* _WHAT YOU WILL DO_
Every line of the data below should be written out word for word.

* _DATA UNDER STUDY_
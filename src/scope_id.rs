// This Source Code Form is subject to the terms of the Mozilla Public
// License, v. 2.0. If a copy of the MPL was not distributed with this
// file, You can obtain one at http://mozilla.org/MPL/2.0/.

use std::hash::Hasher;

use siphasher::sip128::{Hasher128, SipHasher13};

/// A scope identifier.
///
/// A 128-bit SipHash of the document content written as 32 hex digits,
/// optionally followed by an index of an `svg` element.
/// Unlike `DefaultHasher`, the hash is stable across runs and platforms.
#[derive(Clone, PartialEq, Eq, Hash, Debug)]
pub struct ScopeId(String);

impl ScopeId {
    /// Creates a new scope identifier from a document content.
    pub fn from_data(data: &[u8]) -> Self {
        let mut hasher = SipHasher13::new();
        hasher.write(data);
        let hash = hasher.finish128();
        ScopeId(format!("{:016x}{:016x}", hash.h1, hash.h2))
    }

    /// Returns a new identifier with an appended positional index.
    pub fn with_index(&self, index: usize) -> Self {
        ScopeId(format!("{}-{}", self.0, index))
    }

    /// Appends the identifier to a name.
    ///
    /// `name` -> `name-{id}`
    #[inline]
    pub fn scoped(&self, name: &str) -> String {
        format!("{}-{}", name, self.0)
    }

    /// Returns the identifier as a string.
    #[inline]
    pub fn as_str(&self) -> &str {
        &self.0
    }
}

impl std::fmt::Display for ScopeId {
    fn fmt(&self, f: &mut std::fmt::Formatter) -> std::fmt::Result {
        write!(f, "{}", self.0)
    }
}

* _COMPLETED EXERCISE_
filename src/scope_id.rs
// This Source Code Form is subject to the terms of the Mozilla Public
// License, v. 2.0. If a copy of the MPL was not distributed with this
// file, You can obtain one at http://mozilla.org/MPL/2.0/.

use std::hash::Hasher;

use siphasher::sip128::{Hasher128, SipHasher13};

/// A scope identifier.
///
/// A 128-bit SipHash of the document content written as 32 hex digits,
/// optionally followed by an index of an `svg` element.
/// Unlike `DefaultHasher`, the hash is stable across runs and platforms.
#[derive(Clone, PartialEq, Eq, Hash, Debug)]
pub struct ScopeId(String);

impl ScopeId {
    /// Creates a new scope identifier from a document content.
    pub fn from_data(data: &[u8]) -> Self {
        let mut hasher = SipHasher13::new();
        hasher.write(data);
        let hash = hasher.finish128();
        ScopeId(format!("{:016x}{:016x}", hash.h1, hash.h2))
    }

    /// Returns a new identifier with an appended positional index.
    pub fn with_index(&self, index: usize) -> Self {
        ScopeId(format!("{}-{}", self.0, index))
    }

    /// Appends the identifier to a name.
    ///
    /// `name` -> `name-{id}`
    #[inline]
    pub fn scoped(&self, name: &str) -> String {
        format!("{}-{}", name, self.0)
    }

    /// Returns the identifier as a string.
    #[inline]
    pub fn as_str(&self) -> &str {
        &self.0
    }
}

impl std::fmt::Display for ScopeId {
    fn fmt(&self, f: &mut std::fmt::Formatter) -> std::fmt::Result {
        write!(f, "{}", self.0)
    }
}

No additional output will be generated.